Data items:
--

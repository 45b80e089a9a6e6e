//! Card definitions.
//!
//! A `Card` is a small owned value. The catalog holds the immutable
//! templates; every zone slot holds its own copy, so upgrading a card in
//! the master deck replaces that copy and never touches the template or
//! any other zone.

use serde::{Deserialize, Serialize};

use super::effect::CardEffect;
use crate::core::DeckError;

/// Damage added to an attack by an upgrade.
pub const UPGRADE_DAMAGE_BONUS: i32 = 3;

/// Magnitude added to a non-attack effect by an upgrade.
pub const UPGRADE_MAGNITUDE_BONUS: i32 = 3;

/// Identifier of a card template (e.g. `"strike"`).
///
/// Several copies of the same template share an id.
#[derive(Clone, Debug, PartialEq, Eq, Hash, PartialOrd, Ord, Serialize, Deserialize)]
#[serde(transparent)]
pub struct CardId(pub String);

impl CardId {
    /// Create a new card ID.
    #[must_use]
    pub fn new(id: impl Into<String>) -> Self {
        Self(id.into())
    }

    /// Get the raw ID value.
    #[must_use]
    pub fn as_str(&self) -> &str {
        &self.0
    }
}

impl From<&str> for CardId {
    fn from(s: &str) -> Self {
        Self::new(s)
    }
}

impl std::fmt::Display for CardId {
    fn fmt(&self, f: &mut std::fmt::Formatter<'_>) -> std::fmt::Result {
        f.write_str(&self.0)
    }
}

/// Card type. Drives effect dispatch and archetype weighting.
#[derive(Clone, Copy, Debug, PartialEq, Eq, Hash, Serialize, Deserialize)]
#[serde(rename_all = "snake_case")]
pub enum CardType {
    Attack,
    Defense,
    Skill,
    Status,
}

impl std::fmt::Display for CardType {
    fn fmt(&self, f: &mut std::fmt::Formatter<'_>) -> std::fmt::Result {
        let name = match self {
            CardType::Attack => "attack",
            CardType::Defense => "defense",
            CardType::Skill => "skill",
            CardType::Status => "status",
        };
        f.write_str(name)
    }
}

#[derive(Clone, Copy, Debug, Default, PartialEq, Eq, Hash, Serialize, Deserialize)]
#[serde(rename_all = "snake_case")]
pub enum Rarity {
    Basic,
    #[default]
    Common,
    Uncommon,
    Rare,
}

/// A card value.
///
/// ## Example
///
/// ```
/// use rust_spire::cards::{Card, CardEffect, CardType};
///
/// let mut strike = Card::new("strike", "Strike", CardType::Attack, 1, CardEffect::Damage { value: 6 });
/// strike.upgrade().unwrap();
///
/// assert_eq!(strike.name, "Strike +");
/// assert_eq!(strike.effect, CardEffect::Damage { value: 9 });
/// assert!(strike.upgrade().is_err());
/// ```
/// Highest energy cost a card may carry.
pub const MAX_CARD_COST: i32 = 3;

#[derive(Clone, Debug, PartialEq, Eq, Serialize, Deserialize)]
pub struct Card {
    pub id: CardId,

    pub name: String,

    #[serde(rename = "type")]
    pub card_type: CardType,

    /// Energy cost, `0..=MAX_CARD_COST`.
    pub cost: i32,

    pub effect: CardEffect,

    #[serde(default)]
    pub rarity: Rarity,

    #[serde(default)]
    pub upgraded: bool,
}

impl Card {
    /// Create a common, non-upgraded card.
    #[must_use]
    pub fn new(
        id: impl Into<String>,
        name: impl Into<String>,
        card_type: CardType,
        cost: i32,
        effect: CardEffect,
    ) -> Self {
        Self {
            id: CardId::new(id),
            name: name.into(),
            card_type,
            cost,
            effect,
            rarity: Rarity::Common,
            upgraded: false,
        }
    }

    /// Set the rarity (builder pattern).
    #[must_use]
    pub fn with_rarity(mut self, rarity: Rarity) -> Self {
        self.rarity = rarity;
        self
    }

    /// Apply the single upgrade this card may receive.
    ///
    /// Exactly one rule applies, in priority order: an attack gains damage;
    /// otherwise a card with cost above 0 gets cheaper; otherwise the
    /// effect's magnitude grows.
    pub fn upgrade(&mut self) -> Result<(), DeckError> {
        if self.upgraded {
            return Err(DeckError::CardAlreadyUpgraded);
        }

        if self.card_type == CardType::Attack && self.effect.is_damage() {
            self.effect.add_magnitude(UPGRADE_DAMAGE_BONUS);
        } else if self.cost > 0 {
            self.cost -= 1;
        } else {
            self.effect.add_magnitude(UPGRADE_MAGNITUDE_BONUS);
        }

        self.name.push_str(" +");
        self.upgraded = true;
        Ok(())
    }
}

--

## Your assignment
Count up the lines in the preceding data that include the word "String"; respond with the number only.

## Answer space
5